<<<<
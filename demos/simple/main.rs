use std::collections::HashMap;
use std::time::Duration;

use eventlog_core::{Event, EventPipeline, FnSink, PipelineConfig, UserFingerprint};

pub fn main() {
    env_logger::init();

    let pipeline = EventPipeline::new(
        PipelineConfig::new()
            .with_max_buffered_events(100)
            .with_flush_interval(Duration::from_secs(1))
            .with_drop_observer(|reason: &eventlog_core::DeliveryError, count: usize| {
                eprintln!("dropped {count} event(s): {reason}");
            }),
    );

    // A sink assembled from callbacks, the way a foreign-language host would register one.
    pipeline.set_sink(
        FnSink::new(|payload| {
            println!("{payload}");
            true
        })
        .on_start(|| println!("sink started"))
        .on_shutdown(|| println!("sink stopped")),
    );

    pipeline.start().expect("failed to start event pipeline");

    let user = UserFingerprint::compute(
        "test-subject",
        &HashMap::from([("country".to_owned(), "US".into())]),
    );
    for i in 0..10 {
        pipeline.record(
            Event::new("a-boolean-flag_exposure", user.clone()).with_metadata("iteration", i),
        );
    }

    if let Err(err) = pipeline.shutdown() {
        eprintln!("failed to flush events: {err}");
    }
}
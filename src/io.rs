//! Plain-text inputs: the run configuration file, the point matrix file and
//! the worker-count prompt.

use crate::config::KMeansConfig;
use crate::error::KMeansError;
use ndarray::Array2;
use std::fs;
use std::path::Path;
use std::str::FromStr;

/// Contents of the run configuration file: four whitespace-separated
/// integers `total_points total_values K max_iterations`.
#[derive(Debug, Clone, Copy, PartialEq, Eq)]
pub struct InputConfig {
    pub total_points: usize,
    pub total_values: usize,
    pub k: usize,
    pub max_iterations: usize,
}

impl InputConfig {
    pub fn parse(text: &str) -> Result<Self, KMeansError> {
        let mut tokens = text.split_whitespace();
        let mut next = |name: &str| -> Result<usize, KMeansError> {
            let token = tokens
                .next()
                .ok_or_else(|| KMeansError::Parse(format!("missing {} in configuration", name)))?;
            parse_token(token, name)
        };

        Ok(Self {
            total_points: next("total_points")?,
            total_values: next("total_values")?,
            k: next("K")?,
            max_iterations: next("max_iterations")?,
        })
    }

    /// Clustering parameters for this input; seed and execution keep their
    /// defaults.
    pub fn to_kmeans_config(&self) -> KMeansConfig {
        KMeansConfig::new(self.k).with_max_iters(self.max_iterations)
    }
}

/// Read and parse the run configuration file.
pub fn read_input_config(path: impl AsRef<Path>) -> Result<InputConfig, KMeansError> {
    InputConfig::parse(&read_file(path.as_ref())?)
}

/// Parse `total_points` rows of `total_values` whitespace-separated numbers.
/// Row `i` becomes point `i`. Line breaks are not significant and trailing
/// values are ignored.
pub fn parse_points(
    text: &str,
    total_points: usize,
    total_values: usize,
) -> Result<Array2<f64>, KMeansError> {
    let expected = total_points.checked_mul(total_values).ok_or_else(|| {
        KMeansError::Parse(format!(
            "{} points x {} dimensions does not fit in memory",
            total_points, total_values
        ))
    })?;
    let values = text
        .split_whitespace()
        .take(expected)
        .map(|token| parse_token::<f64>(token, "coordinate"))
        .collect::<Result<Vec<_>, _>>()?;

    if values.len() < expected {
        return Err(KMeansError::Parse(format!(
            "expected {} values ({} points x {} dimensions), found {}",
            expected,
            total_points,
            total_values,
            values.len()
        )));
    }

    Array2::from_shape_vec((total_points, total_values), values)
        .map_err(|e| KMeansError::Parse(e.to_string()))
}

/// Read and parse the point matrix file.
pub fn read_points(
    path: impl AsRef<Path>,
    total_points: usize,
    total_values: usize,
) -> Result<Array2<f64>, KMeansError> {
    parse_points(&read_file(path.as_ref())?, total_points, total_values)
}

/// Parse the worker count typed at the prompt.
pub fn parse_thread_count(line: &str) -> Result<usize, KMeansError> {
    let n_threads: usize = parse_token(line.trim(), "thread count")?;
    if n_threads == 0 {
        return Err(KMeansError::InvalidThreadCount(
            "at least one thread is required".to_string(),
        ));
    }
    Ok(n_threads)
}

fn read_file(path: &Path) -> Result<String, KMeansError> {
    fs::read_to_string(path).map_err(|source| KMeansError::Input {
        path: path.to_path_buf(),
        source,
    })
}

fn parse_token<T: FromStr>(token: &str, name: &str) -> Result<T, KMeansError> {
    token
        .parse()
        .map_err(|_| KMeansError::Parse(format!("invalid {}: {:?}", name, token)))
}
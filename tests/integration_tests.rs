use approx::assert_relative_eq;
use lloyd_kmeans::io::{read_input_config, read_points};
use lloyd_kmeans::report::write_report;
use lloyd_kmeans::{
    run_lloyd, Execution, KMeans, KMeansConfig, KMeansError, LloydState, Termination,
};
use ndarray::{array, Array2, ArrayView2};
use ndarray_rand::rand_distr::Uniform;
use ndarray_rand::RandomExt;
use rand::SeedableRng;
use rand_chacha::ChaCha8Rng;
use std::fs;
use std::path::PathBuf;

/// Generate synthetic clustered data with known centers
fn generate_clustered_data(
    n_samples: usize,
    n_features: usize,
    n_clusters: usize,
    seed: u64,
) -> (Array2<f64>, Array2<f64>) {
    let mut rng = ChaCha8Rng::seed_from_u64(seed);

    // Generate random cluster centers
    let centers = Array2::random_using(
        (n_clusters, n_features),
        Uniform::new(-10.0, 10.0),
        &mut rng,
    );

    let noise = Array2::random_using((n_samples, n_features), Uniform::new(-0.5, 0.5), &mut rng);
    let mut data = Array2::zeros((n_samples, n_features));
    for i in 0..n_samples {
        let center = centers.row(i % n_clusters);
        for j in 0..n_features {
            data[[i, j]] = center[j] + noise[[i, j]];
        }
    }

    (data, centers)
}

/// Every centroid of a non-empty cluster equals the mean of its members
fn assert_centroids_are_means(state: &LloydState, data: &ArrayView2<f64>) {
    for cluster in state.clusters() {
        if cluster.is_empty() {
            continue;
        }
        for j in 0..data.ncols() {
            let mean = cluster.members().iter().map(|&p| data[[p, j]]).sum::<f64>()
                / cluster.len() as f64;
            assert_relative_eq!(cluster.centroid()[j], mean, epsilon = 1e-9);
        }
    }
}

fn scratch_dir(name: &str) -> PathBuf {
    let dir = std::env::temp_dir().join(format!("lloyd-kmeans-{}-{}", name, std::process::id()));
    fs::create_dir_all(&dir).unwrap();
    dir
}

// ============================================================================
// Basic Functionality Tests
// ============================================================================

#[test]
fn test_basic_train() {
    let data = Array2::random((1000, 16), Uniform::new(-1.0, 1.0));
    let mut kmeans = KMeans::new(16, 10);

    let result = kmeans.train(&data.view());
    assert!(result.is_ok(), "Training should succeed");

    let centroids = kmeans.centroids().unwrap();
    assert_eq!(centroids.nrows(), 10, "Should have k centroids");
    assert_eq!(centroids.ncols(), 16, "Centroids should have correct dimensions");
}

#[test]
fn test_basic_fit_predict() {
    let data = Array2::random((300, 8), Uniform::new(-1.0, 1.0));
    let mut kmeans = KMeans::with_config(KMeansConfig::new(4).with_threads(3));

    let labels = kmeans.fit_predict(&data.view()).unwrap();
    assert_eq!(labels.len(), 300, "Should have one label per sample");
    for &label in labels.iter() {
        assert!((0..4).contains(&label), "Labels should be in range [0, k)");
    }
}

// ============================================================================
// Scenarios
// ============================================================================

#[test]
fn test_two_groups_on_a_line() {
    let data = array![[0.0], [1.0], [9.0], [10.0]];

    for seed in 0..20 {
        for execution in [Execution::Serial, Execution::Parallel { n_threads: 2 }] {
            let config = KMeansConfig::new(2)
                .with_max_iters(10)
                .with_seed(seed)
                .with_execution(execution);
            let result = run_lloyd(&data.view(), &config).unwrap();

            assert_eq!(result.termination, Termination::Converged);
            assert!(result.n_iterations <= 3, "took {} iterations", result.n_iterations);

            let labels = &result.labels;
            assert_eq!(labels[0], labels[1]);
            assert_eq!(labels[2], labels[3]);
            assert_ne!(labels[0], labels[2]);

            let low = result.clusters[labels[0] as usize].centroid()[0];
            let high = result.clusters[labels[2] as usize].centroid()[0];
            assert_relative_eq!(low, 0.5, epsilon = 1e-12);
            assert_relative_eq!(high, 9.5, epsilon = 1e-12);
        }
    }
}

#[test]
fn test_identical_points_single_cluster() {
    let data = Array2::from_elem((5, 2), 3.0);
    let config = KMeansConfig::new(1).with_max_iters(10).with_seed(123);

    let result = run_lloyd(&data.view(), &config).unwrap();

    assert_eq!(result.termination, Termination::Converged);
    assert_eq!(result.n_iterations, 1);
    assert_eq!(result.clusters.len(), 1);
    assert_eq!(result.clusters[0].len(), 5);
    assert_eq!(result.clusters[0].centroid(), &array![3.0, 3.0]);
}

#[test]
fn test_more_clusters_than_points_is_declined() {
    let data = array![[0.0, 1.0], [2.0, 3.0]];
    for execution in [Execution::Serial, Execution::Parallel { n_threads: 2 }] {
        let config = KMeansConfig::new(3).with_seed(1).with_execution(execution);
        let result = run_lloyd(&data.view(), &config).unwrap();

        assert_eq!(result.termination, Termination::Declined);
        assert!(result.clusters.is_empty());
    }
}

#[test]
fn test_single_iteration_cap() {
    let (data, _) = generate_clustered_data(500, 4, 6, 7);
    let config = KMeansConfig::new(6).with_max_iters(1).with_seed(11);

    let result = run_lloyd(&data.view(), &config).unwrap();

    assert_eq!(result.n_iterations, 1);
    assert!(matches!(
        result.termination,
        Termination::Converged | Termination::Capped
    ));
}

// ============================================================================
// Invariants
// ============================================================================

#[test]
fn test_membership_and_means_hold_each_iteration() {
    let (data, _) = generate_clustered_data(600, 5, 4, 3);
    let mut rng = ChaCha8Rng::seed_from_u64(99);
    let mut state = LloydState::initialize(
        data.view(),
        8,
        Execution::Parallel { n_threads: 4 },
        &mut rng,
    )
    .unwrap();
    assert!(state.is_consistent());

    for _ in 0..10 {
        state.assign();
        assert!(state.is_consistent(), "membership broken after assignment");

        state.update_centroids();
        assert_centroids_are_means(&state, &data.view());

        let converged = state.has_converged();
        assert_eq!(converged, state.has_converged());
        if converged {
            break;
        }
    }
}

#[test]
fn test_every_point_in_exactly_one_cluster() {
    let data = Array2::random((400, 3), Uniform::new(-5.0, 5.0));
    let config = KMeansConfig::new(7).with_seed(5).with_threads(4);
    let result = run_lloyd(&data.view(), &config).unwrap();

    let mut seen = vec![0; 400];
    for cluster in &result.clusters {
        for &p in cluster.members() {
            assert_eq!(result.labels[p], cluster.id() as i64);
            seen[p] += 1;
        }
    }
    assert!(seen.iter().all(|&count| count == 1));
}

// ============================================================================
// Determinism
// ============================================================================

#[test]
fn test_serial_matches_parallel() {
    let (data, _) = generate_clustered_data(1000, 8, 5, 42);

    let serial = run_lloyd(&data.view(), &KMeansConfig::new(5).with_seed(2024)).unwrap();

    for n_threads in [1, 4] {
        let config = KMeansConfig::new(5).with_seed(2024).with_threads(n_threads);
        let parallel = run_lloyd(&data.view(), &config).unwrap();

        assert_eq!(serial.labels, parallel.labels);
        assert_eq!(serial.n_iterations, parallel.n_iterations);
        assert_eq!(serial.termination, parallel.termination);
        for (a, b) in serial.clusters.iter().zip(&parallel.clusters) {
            assert_eq!(a.members(), b.members());
            for (x, y) in a.centroid().iter().zip(b.centroid().iter()) {
                assert_relative_eq!(*x, *y, epsilon = 1e-12);
            }
        }
    }
}

#[test]
fn test_serial_matches_parallel_many_clusters() {
    // Enough clusters for the nearest-center search itself to run in parallel
    let data = Array2::random((2000, 4), Uniform::new(-1.0, 1.0));

    let config = KMeansConfig::new(80).with_seed(8).with_max_iters(5);

    let serial = run_lloyd(&data.view(), &config).unwrap();
    let parallel = run_lloyd(&data.view(), &config.clone().with_threads(4)).unwrap();

    assert_eq!(serial.labels, parallel.labels);
}

#[test]
fn test_reproducibility_with_seed() {
    let data = Array2::random((500, 8), Uniform::new(-1.0, 1.0));

    let mut kmeans1 = KMeans::with_config(KMeansConfig::new(5).with_seed(12345));
    let mut kmeans2 = KMeans::with_config(KMeansConfig::new(5).with_seed(12345));

    kmeans1.train(&data.view()).unwrap();
    kmeans2.train(&data.view()).unwrap();

    assert_eq!(kmeans1.centroids().unwrap(), kmeans2.centroids().unwrap());
}

#[test]
fn test_clock_seed_is_reported() {
    let data = Array2::random((100, 2), Uniform::new(-1.0, 1.0));
    let first = run_lloyd(&data.view(), &KMeansConfig::new(3)).unwrap();

    let replay = run_lloyd(&data.view(), &KMeansConfig::new(3).with_seed(first.seed)).unwrap();
    assert_eq!(first.labels, replay.labels);
}

#[test]
fn test_clustering_recovers_separated_groups() {
    // Three tight groups far apart, rows assigned round-robin
    let centers = array![[-10.0, -10.0, -10.0], [0.0, 0.0, 0.0], [10.0, 10.0, 10.0]];
    let mut rng = ChaCha8Rng::seed_from_u64(17);
    let noise = Array2::random_using((900, 3), Uniform::new(-0.5, 0.5), &mut rng);
    let mut data = Array2::zeros((900, 3));
    for i in 0..900 {
        for j in 0..3 {
            data[[i, j]] = centers[[i % 3, j]] + noise[[i, j]];
        }
    }

    // One seed point from each group
    let mut state =
        LloydState::from_seed_points(data.view(), &[0, 1, 2], Execution::Parallel { n_threads: 2 })
            .unwrap();
    let (_, termination) = state.iterate(100, false);

    assert_eq!(termination, Termination::Converged);
    for (i, label) in state.labels().iter().enumerate() {
        assert_eq!(*label, Some(i % 3));
    }
    for (cluster, center) in state.clusters().iter().zip(centers.outer_iter()) {
        assert_eq!(cluster.len(), 300);
        for (c, t) in cluster.centroid().iter().zip(center.iter()) {
            assert!((c - t).abs() < 0.5);
        }
    }
}

// ============================================================================
// Error Handling Tests
// ============================================================================

#[test]
fn test_zero_k_error() {
    let data = array![[1.0]];
    let result = run_lloyd(&data.view(), &KMeansConfig::new(0));
    assert!(matches!(result, Err(KMeansError::InvalidK(_))));
}

#[test]
fn test_zero_threads_error() {
    let data = array![[1.0], [2.0]];
    let result = run_lloyd(&data.view(), &KMeansConfig::new(1).with_threads(0));
    assert!(matches!(result, Err(KMeansError::InvalidThreadCount(_))));
}

#[test]
fn test_dimension_mismatch_on_retrain() {
    let mut kmeans = KMeans::new(2, 1);
    let wrong = array![[1.0, 2.0, 3.0]];
    assert!(matches!(
        kmeans.train(&wrong.view()),
        Err(KMeansError::InvalidDimensions(_))
    ));
}

// ============================================================================
// Files and Report
// ============================================================================

#[test]
fn test_files_to_report() {
    let dir = scratch_dir("report");
    let config_path = dir.join("config.txt");
    let points_path = dir.join("points.txt");
    fs::write(&config_path, "4 1 2 10\n").unwrap();
    fs::write(&points_path, "0.0\n1.0\n9.0\n10.0\n").unwrap();

    let input = read_input_config(&config_path).unwrap();
    let data = read_points(&points_path, input.total_points, input.total_values).unwrap();
    let config = input.to_kmeans_config().with_seed(6);
    let result = run_lloyd(&data.view(), &config).unwrap();

    let mut out = Vec::new();
    write_report(&mut out, &result, &data.view()).unwrap();
    let report = String::from_utf8(out).unwrap();

    assert!(report.starts_with(&format!("Break in iteration {}\n\n", result.n_iterations)));
    assert!(report.contains("Cluster 1\n"));
    assert!(report.contains("Cluster 2\n"));
    assert!(report.contains("Cluster values: 0.5 \n"));
    assert!(report.contains("Cluster values: 9.5 \n"));
    assert_eq!(report.matches("Point ").count(), 4);

    fs::remove_dir_all(&dir).unwrap();
}

#[test]
fn test_missing_points_file() {
    let dir = scratch_dir("missing");
    let result = read_points(dir.join("nope.txt"), 4, 1);
    assert!(matches!(result, Err(KMeansError::Input { .. })));
    fs::remove_dir_all(&dir).unwrap();
}
/// How the per-iteration work of a run is scheduled.
#[derive(Debug, Clone, Copy, Default, PartialEq, Eq)]
pub enum Execution {
    /// Everything runs on the calling thread.
    #[default]
    Serial,

    /// Work is spread over a dedicated rayon pool of exactly `n_threads` workers.
    Parallel { n_threads: usize },
}

impl Execution {
    /// Number of workers used by this execution mode.
    pub fn n_threads(&self) -> usize {
        match self {
            Execution::Serial => 1,
            Execution::Parallel { n_threads } => *n_threads,
        }
    }

    pub fn is_parallel(&self) -> bool {
        matches!(self, Execution::Parallel { .. })
    }
}

/// Configuration for Lloyd's k-means
#[derive(Debug, Clone)]
pub struct KMeansConfig {
    /// Number of clusters
    pub k: usize,

    /// Maximum number of iterations. The loop always runs at least one
    /// iteration, so 0 behaves like 1.
    pub max_iters: usize,

    /// Random seed for picking the initial centers.
    /// `None` derives a seed from the wall clock; the seed actually used is
    /// reported in the result.
    pub seed: Option<u64>,

    /// Serial or parallel scheduling
    pub execution: Execution,

    /// Log per-iteration progress at info level instead of debug
    pub verbose: bool,
}

impl Default for KMeansConfig {
    fn default() -> Self {
        Self {
            k: 8,
            max_iters: 100,
            seed: None,
            execution: Execution::Serial,
            verbose: false,
        }
    }
}

impl KMeansConfig {
    /// Create a new configuration with the specified number of clusters
    pub fn new(k: usize) -> Self {
        Self {
            k,
            ..Default::default()
        }
    }

    /// Set the maximum number of iterations
    pub fn with_max_iters(mut self, max_iters: usize) -> Self {
        self.max_iters = max_iters;
        self
    }

    /// Set the random seed
    pub fn with_seed(mut self, seed: u64) -> Self {
        self.seed = Some(seed);
        self
    }

    /// Set the execution mode
    pub fn with_execution(mut self, execution: Execution) -> Self {
        self.execution = execution;
        self
    }

    /// Shorthand for `Execution::Parallel { n_threads }`
    pub fn with_threads(mut self, n_threads: usize) -> Self {
        self.execution = Execution::Parallel { n_threads };
        self
    }

    /// Set verbose mode
    pub fn with_verbose(mut self, verbose: bool) -> Self {
        self.verbose = verbose;
        self
    }
}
>>>>
Goal of the exercise: Return from the data every line that holds "InputConfig".

Result for this task:
pub struct InputConfig {
impl InputConfig {
pub fn read_input_config(path: impl AsRef<Path>) -> Result<InputConfig, KMeansError> {
    InputConfig::parse(&read_file(path.as_ref())?)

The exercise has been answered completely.